── Supplied material
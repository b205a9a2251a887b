use serde::{Deserialize, Serialize};
use thiserror::Error;

/// Error carried back to the caller inside a Response envelope
#[derive(Error, Debug, Clone, PartialEq, Eq, Serialize, Deserialize)]
pub enum RemoteError {
    /// The request named an actor id that is not bound on the channel
    #[error("request target not found")]
    TargetNotFound,

    /// The bound actor does not accept the payload's interface
    #[error("request handler not found")]
    HandlerNotFound,

    #[error("bad request: {0}")]
    BadRequest(String),

    /// Failure raised by the actor while handling the request
    #[error("{0}")]
    Application(String),
}

impl RemoteError {
    pub fn application(msg: impl Into<String>) -> Self {
        Self::Application(msg.into())
    }

    /// Routing errors are produced by the channel itself, never by an actor
    pub fn is_routing(&self) -> bool {
        matches!(self, Self::TargetNotFound | Self::HandlerNotFound)
    }
}
use std::collections::HashMap;

use tether_core::{ActorId, IdAllocator, Tag};

use crate::payload::Payload;
use crate::runtime::ActorHandle;

/// One interface a binding accepts, optionally with a tag override
#[derive(Debug, Clone, Copy, PartialEq, Eq)]
pub struct BoundType<I> {
    pub interface: I,
    pub tag: Option<Tag>,
}

impl<I> BoundType<I> {
    pub fn new(interface: I) -> Self {
        Self {
            interface,
            tag: None,
        }
    }

    /// Accept `interface` and stamp `tag` into every dispatched request
    pub fn tagged(interface: I, tag: Tag) -> Self {
        Self {
            interface,
            tag: Some(tag),
        }
    }

    pub fn is_tag_overridable(&self) -> bool {
        self.tag.is_some()
    }
}

impl<I> From<I> for BoundType<I> {
    fn from(interface: I) -> Self {
        Self::new(interface)
    }
}

/// A bound actor and the interfaces it may receive
pub struct BindingEntry<P: Payload> {
    actor_id: ActorId,
    handle: ActorHandle<P>,
    bound_types: HashMap<P::Interface, BoundType<P::Interface>>,
}

impl<P: Payload> BindingEntry<P> {
    pub fn actor_id(&self) -> ActorId {
        self.actor_id
    }

    pub fn handle(&self) -> &ActorHandle<P> {
        &self.handle
    }

    /// Capability matching a request's interface
    pub fn find_capability(&self, interface: P::Interface) -> Option<&BoundType<P::Interface>> {
        self.bound_types.get(&interface)
    }

    pub fn bound_types(&self) -> impl Iterator<Item = &BoundType<P::Interface>> {
        self.bound_types.values()
    }
}

/// Per-channel map from actor id to bound actor
///
/// Ids are handed out from 1 upward and never reused while the table lives.
/// One actor may be bound under several ids.
pub struct BindingTable<P: Payload> {
    entries: HashMap<ActorId, BindingEntry<P>>,
    ids: IdAllocator,
}

impl<P: Payload> Default for BindingTable<P> {
    fn default() -> Self {
        Self::new()
    }
}

impl<P: Payload> BindingTable<P> {
    pub fn new() -> Self {
        Self {
            entries: HashMap::new(),
            ids: IdAllocator::new("actor"),
        }
    }

    pub fn bind<T>(&mut self, handle: ActorHandle<P>, types: T) -> tether_core::Result<ActorId>
    where
        T: IntoIterator,
        T::Item: Into<BoundType<P::Interface>>,
    {
        let actor_id = self.ids.next_id()?;
        // the dispatch table is keyed by interface; a later duplicate wins
        let bound_types = types
            .into_iter()
            .map(Into::into)
            .map(|bound: BoundType<P::Interface>| (bound.interface, bound))
            .collect();
        self.entries.insert(
            actor_id,
            BindingEntry {
                actor_id,
                handle,
                bound_types,
            },
        );
        Ok(actor_id)
    }

    pub fn lookup(&self, actor_id: ActorId) -> Option<&BindingEntry<P>> {
        self.entries.get(&actor_id)
    }

    pub fn unbind(&mut self, actor_id: ActorId) -> Option<BindingEntry<P>> {
        self.entries.remove(&actor_id)
    }

    /// Lowest id under which `handle` is bound
    pub fn actor_id_of(&self, handle: &ActorHandle<P>) -> Option<ActorId> {
        self.entries
            .values()
            .filter(|entry| entry.handle.same_actor(handle))
            .map(|entry| entry.actor_id)
            .min()
    }

    pub fn len(&self) -> usize {
        self.entries.len()
    }

    pub fn is_empty(&self) -> bool {
        self.entries.is_empty()
    }

    /// Drop every binding, returning how many there were
    pub fn clear(&mut self) -> usize {
        let count = self.entries.len();
        self.entries.clear();
        count
    }
}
────
• [What is needed]
Scan the data for the string "HandlerNotFound" and copy each line in which it occurs.

• [Answer area]
    HandlerNotFound,
        matches!(self, Self::TargetNotFound | Self::HandlerNotFound)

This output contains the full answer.